[DATA TO USE]

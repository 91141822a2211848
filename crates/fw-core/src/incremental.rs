use std::collections::BTreeMap;

use serde::{Deserialize, Serialize};
use tracing::debug;

use crate::checkpoint::CheckpointStore;
use crate::db::StoreError;
use crate::event_log::EventLog;
use crate::summary::{summarize, DEFAULT_SUMMARY_LINES};
use crate::types::{ChangeEvent, EventId, FileId, FolderId, UserId};

/// Default ceiling on the number of events one attempt absorbs.
pub const DEFAULT_MAX_EVENTS: usize = 200;

pub const NO_CHANGES_SUMMARY: &str = "No file-system changes since last organize checkpoint.";

/// What changed for a user since their checkpoint, computed on demand.
#[derive(Debug, Clone, PartialEq, Serialize, Deserialize)]
pub struct IncrementalContext {
    pub has_changes: bool,
    pub has_checkpoint: bool,
    /// More events are pending than were loaded.
    pub overflow: bool,
    pub checkpoint_event_id: EventId,
    /// Latest event id at load time; a commit advances the checkpoint here.
    pub target_event_id: EventId,
    pub total_events: u64,
    pub events: Vec<ChangeEvent>,
    pub summary_text: String,
    pub changed_file_ids: Vec<FileId>,
    pub changed_folder_ids: Vec<FolderId>,
    pub action_breakdown: BTreeMap<String, u64>,
}

impl IncrementalContext {
    fn unchanged(has_checkpoint: bool, checkpoint_event_id: EventId, target_event_id: EventId) -> Self {
        Self {
            has_changes: false,
            has_checkpoint,
            overflow: false,
            checkpoint_event_id,
            target_event_id,
            total_events: 0,
            events: Vec::new(),
            summary_text: NO_CHANGES_SUMMARY.to_string(),
            changed_file_ids: Vec::new(),
            changed_folder_ids: Vec::new(),
            action_breakdown: BTreeMap::new(),
        }
    }
}

#[derive(Clone)]
pub struct IncrementalLoader {
    events: EventLog,
    checkpoints: CheckpointStore,
    summary_lines: usize,
}

impl IncrementalLoader {
    pub fn new(events: EventLog, checkpoints: CheckpointStore) -> Self {
        Self {
            events,
            checkpoints,
            summary_lines: DEFAULT_SUMMARY_LINES,
        }
    }

    pub fn with_summary_lines(mut self, lines: usize) -> Self {
        self.summary_lines = lines;
        self
    }

    /// Build the context for `user_id`. `max_events` is clamped to at least 1.
    pub async fn load(&self, user_id: UserId, max_events: usize) -> Result<IncrementalContext, StoreError> {
        let max_events = max_events.max(1);

        let checkpoint = self.checkpoints.get(user_id).await?;
        let has_checkpoint = checkpoint.is_some();
        let checkpoint_event_id = checkpoint.map(|c| c.last_event_id).unwrap_or(0);
        let target_event_id = self.events.latest_event_id(user_id).await?;

        if target_event_id <= checkpoint_event_id {
            debug!(user_id, checkpoint_event_id, target_event_id, "no pending changes");
            return Ok(IncrementalContext::unchanged(
                has_checkpoint,
                checkpoint_event_id,
                target_event_id,
            ));
        }

        let window = self
            .events
            .window(user_id, checkpoint_event_id, target_event_id, max_events)
            .await?;
        let overflow = window.total > max_events as u64;
        let summary = summarize(
            &window.events,
            window.total,
            checkpoint_event_id,
            target_event_id,
            self.summary_lines,
        );
        debug!(
            user_id,
            checkpoint_event_id,
            target_event_id,
            total = window.total,
            overflow,
            "incremental context loaded"
        );

        Ok(IncrementalContext {
            has_changes: window.total > 0,
            has_checkpoint,
            overflow,
            checkpoint_event_id,
            target_event_id,
            total_events: window.total,
            events: window.events,
            summary_text: summary.summary_text,
            changed_file_ids: summary.changed_file_ids,
            changed_folder_ids: summary.changed_folder_ids,
            action_breakdown: summary.action_breakdown,
        })
    }
}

[/DATA TO USE]

● **EXERCISE DESCRIPTION**
Every line from the first entry to the line containing "use crate::event_log::EventLog;" should be transcribed exactly, and nothing beyond it.

● **SOLUTION BELOW**
repository 91141822a2211848
filename crates/fw-core/src/incremental.rs
use std::collections::BTreeMap;

use serde::{Deserialize, Serialize};
use tracing::debug;

use crate::checkpoint::CheckpointStore;
use crate::db::StoreError;
use crate::event_log::EventLog;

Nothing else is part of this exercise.